Yep, you're right - I misread the code the other day, probably because I
was in a hurry. My turn to be sorry. :)

> If you want to know where it is being called from, do add the following:
>
> static unsigned int azx_get_response(struct hda_codec *codec)
> {
> azx_t *chip = codec->bus->private_data;
> int timeout = 50;
>
> while (chip->rirb.cmds) {
> if (! --timeout) {
> snd_printk(KERN_ERR "azx_get_response timeout\n");
> + dump_stack();
> chip->rirb.rp = azx_readb(chip, RIRBWP);
> chip->rirb.cmds = 0;
> return -1;
> }
> msleep(1);
> }
> return chip->rirb.res; /* the last value */
> }
>
> that will show the call trace of the function.
> :
> > Any other suggestions as to tests which might narrow down the problem's cause?
>
> Yeah, could you just add that dump_stack to see who is calling this. Then
> we can look into that.

No problem.
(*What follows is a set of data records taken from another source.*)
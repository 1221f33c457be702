use std::collections::BTreeMap;
use std::sync::Arc;

use parking_lot::Mutex;

use psc_buffer::DBuffer;
use psc_capture::CaptureEngine;
use psc_core::{Block, EngineCore, PscError, Result};
use psc_transport_tcp::TcpEngine;
use psc_transport_udp::UdpEngine;

static REGISTRY: Mutex<BTreeMap<String, EngineHandle>> = Mutex::new(BTreeMap::new());

/// 注册表槽位：三种引擎变体共享一套能力集。
///
/// 公共状态（身份、Block 映射、计数器、状态扫描）都在各变体内嵌的
/// [`EngineCore`] 里；本类型只做按变体分派。
#[derive(Clone)]
pub enum EngineHandle {
    Tcp(Arc<TcpEngine>),
    Udp(Arc<UdpEngine>),
    Capture(Arc<CaptureEngine>),
}

impl EngineHandle {
    /// 引擎共享记录。
    pub fn core(&self) -> &Arc<EngineCore> {
        match self {
            EngineHandle::Tcp(engine) => engine.core(),
            EngineHandle::Udp(engine) => engine.core(),
            EngineHandle::Capture(engine) => engine.core(),
        }
    }

    /// 进程内唯一的引擎名。
    pub fn name(&self) -> &str {
        self.core().name()
    }

    /// 当前连接状态。
    pub fn is_connected(&self) -> bool {
        self.core().is_connected()
    }

    /// 最近一条状态消息。
    pub fn last_message(&self) -> String {
        self.core().last_message()
    }

    /// 取（或惰性创建）发送方向的 Block。
    pub fn get_send(&self, code: u16) -> Arc<Block> {
        self.core().get_send(code)
    }

    /// 取（或惰性创建）接收方向的 Block。
    pub fn get_recv(&self, code: u16) -> Arc<Block> {
        self.core().get_recv(code)
    }

    /// 发起连接（或启动采集线程）。
    pub fn connect(&self) -> Result<()> {
        match self {
            EngineHandle::Tcp(engine) => {
                engine.connect();
                Ok(())
            }
            EngineHandle::Udp(engine) => {
                engine.connect();
                Ok(())
            }
            EngineHandle::Capture(engine) => engine.connect(),
        }
    }

    /// 把 `payload` 组帧后入队到 `msgid` 对应的发送块。
    pub fn queue_send(&self, msgid: u16, payload: &[u8]) -> Result<()> {
        match self {
            EngineHandle::Tcp(engine) => engine.queue_send(msgid, payload),
            EngineHandle::Udp(engine) => engine.queue_send(msgid, payload),
            EngineHandle::Capture(engine) => engine.queue_send(msgid, payload),
        }
    }

    /// 把 `payload` 组帧后入队到指定发送块。
    pub fn queue_send_block(&self, block: &Arc<Block>, payload: &[u8]) -> Result<()> {
        match self {
            EngineHandle::Tcp(engine) => engine.queue_send_block(block, payload),
            EngineHandle::Udp(engine) => engine.queue_send_block(block, payload),
            EngineHandle::Capture(engine) => engine.queue_send_block(block, payload),
        }
    }

    /// 以外部缓冲为报文体入队。
    pub fn queue_send_buffer(&self, block: &Arc<Block>, body: &DBuffer) -> Result<()> {
        match self {
            EngineHandle::Tcp(engine) => engine.queue_send_buffer(block, body),
            EngineHandle::Udp(engine) => engine.queue_send_buffer(block, body),
            EngineHandle::Capture(engine) => engine.queue_send_buffer(block, body),
        }
    }

    /// 把发送块自身的当前载荷入队。
    pub fn send(&self, msgid: u16) -> Result<()> {
        match self {
            EngineHandle::Tcp(engine) => engine.send(msgid),
            EngineHandle::Udp(engine) => engine.send(msgid),
            EngineHandle::Capture(engine) => engine.send(msgid),
        }
    }

    /// 把暂存的帧实际发出。
    pub fn flush_send(&self) -> Result<()> {
        match self {
            EngineHandle::Tcp(engine) => engine.flush_send(),
            EngineHandle::Udp(engine) => engine.flush_send(),
            EngineHandle::Capture(engine) => engine.flush_send(),
        }
    }

    /// 拆掉当前连接并按退避重连。
    pub fn force_reconnect(&self) {
        match self {
            EngineHandle::Tcp(engine) => engine.force_reconnect(),
            EngineHandle::Udp(engine) => engine.force_reconnect(),
            EngineHandle::Capture(engine) => engine.force_reconnect(),
        }
    }

    /// 停止引擎。幂等。
    pub fn stop(&self) {
        match self {
            EngineHandle::Tcp(engine) => engine.stop(),
            EngineHandle::Udp(engine) => engine.stop(),
            EngineHandle::Capture(engine) => engine.stop(),
        }
    }

    /// 人类可读的状态报告。
    pub fn report(&self, level: u8) -> String {
        match self {
            EngineHandle::Tcp(engine) => engine.report(level),
            EngineHandle::Udp(engine) => engine.report(level),
            EngineHandle::Capture(engine) => engine.report(level),
        }
    }

    /// 采集引擎专属接口（快照读取、记录控制）。
    pub fn as_capture(&self) -> Option<&Arc<CaptureEngine>> {
        match self {
            EngineHandle::Capture(engine) => Some(engine),
            _ => None,
        }
    }
}

/// 写入注册表；同名旧引擎先停止再被替换。
fn register(name: &str, handle: EngineHandle) -> EngineHandle {
    let replaced = REGISTRY
        .lock()
        .insert(name.to_owned(), handle.clone());
    if let Some(old) = replaced {
        tracing::warn!(engine = name, "replacing registry slot; stopping old engine");
        old.stop();
    }
    handle
}

/// 构造重连 TCP 引擎并注册。
pub fn create_psc(name: &str, host: &str, port: u16, timeout_mask: u32) -> Result<EngineHandle> {
    let engine = TcpEngine::new(name, host, port, timeout_mask)?;
    Ok(register(name, EngineHandle::Tcp(engine)))
}

/// 构造数据报引擎并注册。
pub fn create_psc_udp(
    name: &str,
    host: &str,
    host_port: u16,
    iface_port: u16,
) -> Result<EngineHandle> {
    let engine = UdpEngine::new(name, host, host_port, iface_port)?;
    Ok(register(name, EngineHandle::Udp(engine)))
}

/// 构造高速率采集引擎并注册。
pub fn create_psc_udp_fast(
    name: &str,
    host: &str,
    host_port: u16,
    iface_port: u16,
) -> Result<EngineHandle> {
    let engine = CaptureEngine::new(name, host, host_port, iface_port)?;
    Ok(register(name, EngineHandle::Capture(engine)))
}

/// 按名字查引擎。
pub fn get(name: &str) -> Option<EngineHandle> {
    REGISTRY.lock().get(name).cloned()
}

/// 把发送块预分配为固定大小（零填充）。
pub fn set_send_block_size(name: &str, code: u16, size: usize) -> Result<()> {
    let handle = get(name).ok_or_else(|| PscError::UnknownEngine(name.to_owned()))?;
    let block = handle.get_send(code);
    block.state().data.resize(size);
    tracing::info!(engine = name, code, size, "send block preallocated");
    Ok(())
}

/// 宿主进入运行态：逐一连接全部已注册引擎。单个失败不拦住其余。
pub fn start_all() {
    let engines: Vec<EngineHandle> = REGISTRY.lock().values().cloned().collect();
    for engine in engines {
        if let Err(err) = engine.connect() {
            tracing::error!(engine = engine.name(), %err, "connect failed");
        }
    }
}

/// 有序收尾：注册表整体换出，每个引擎先停止再释放。
pub fn stop_all() {
    let drained = std::mem::take(&mut *REGISTRY.lock());
    for (_, engine) in &drained {
        engine.stop();
    }
    drop(drained);
}

/// 全部引擎的状态报告拼接。
pub fn report_all(level: u8) -> String {
    let engines: Vec<EngineHandle> = REGISTRY.lock().values().cloned().collect();
    let mut out = String::new();
    for engine in engines {
        out.push_str(&engine.report(level));
    }
    out
}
I'll do this sometime over the weekend and report the findings
early next week.

Regards
jonathan

2006-02-24 01:28:51

by Jonathan Woithe

[permalink] [raw]
Subject: Re: 2.6.15-rt16: possible sound-related side-effect

Hi guys

> > > > In the last week I have updated the kernel on our laptop to 2.6.15-rt16.
> > > > By and large this worked well and had the attractive side effect of making
> > > > the clock run at the correct speed once more.
> > > >
> > > > During development of an ALSA patch I had the need to remove and reinsert
> > > > the hda-intel and hda-codec modules on numerous occasions. Every so often
> > > > (perhaps once every 5 or 6 times on average) the initialisation sequence of
> > > > hda-intel would get hung up and the associated insmod would never return. A
> > > > reboot was required to clear the problem. The following messages were
> > > > written to syslog repeatedly and often:
> > > >
> > > > Feb 5 21:36:24: ALSA sound/pci/hda/hda_intel.c:511: azx_get_response timeout
> > > > Feb 5 21:36:26 halite last message repeated 9 times
> > > > Feb 5 21:36:29 halite kernel: printk: 31 messages suppressed.
> > > >
> > > > I have noticed the "azx_get_response timeout" messages in earlier kernels
> > > > as well, but up until now the hda initialisation hasn't gotten hung up.
:
> > In any case, I did the above and booted with "nmi_watchdog=2 lapic". I
> > triggered the fault but neither the soft lockup nor NMI watchdog triggered,
> > which given the above was of no surprise.
> >
> > The "azx_get_response timeout" is only produced by a single function:
> > azx_get_response() in hda_intel.c. This in turn seems to be called from
> > only one location - azx_codec_create() in hda_intel.c. azx_probe() calls
>
> It's not called there. It's setup as a function pointer, so it is called
> when another fuction calls the get_response pointer.
>
> > azx_codec_create() exactly once, and azx_probe() is the .probe method for
> > the PCI driver definition. Given that the above call chain in hda-intel.c
> > does not contain any loops, I conclude that the PCI code is repeatedly
> > calling the probe method due (presumedly) to the repeated timeouts. I can't
> > see how else azx_get_response() could be called repeatedly.
>
> If you want to know where it is being called from, do add the following:
>
> static unsigned int azx_get_response(struct hda_codec *codec)
> {
> azx_t *chip = codec->bus->private_data;
> int timeout = 50;
>
> while (chip->rirb.cmds) {
> if (! --timeout) {
> snd_printk(KERN_ERR "azx_get_response timeout\n");
> + dump_stack();
> chip->rirb.rp = azx_readb(chip, RIRBWP);
> chip->rirb.cmds = 0;
> return -1;
> }
> msleep(1);
> }
> return chip->rirb.res; /* the last value */
> }
>
> that will show the call trace of the function.
:
> > Any other suggestions as to tests which might narrow down the problem's cause?
>
> Yeah, could you just add that dump_stack to see who is calling this. Then
> we can look into that.

I finally got around to doing this and the first two dumps are at the
end of this message. Many many more were sent to the logs though - as
one would expect, since we know that in the fault condition this function
is called very frequently without any end in site.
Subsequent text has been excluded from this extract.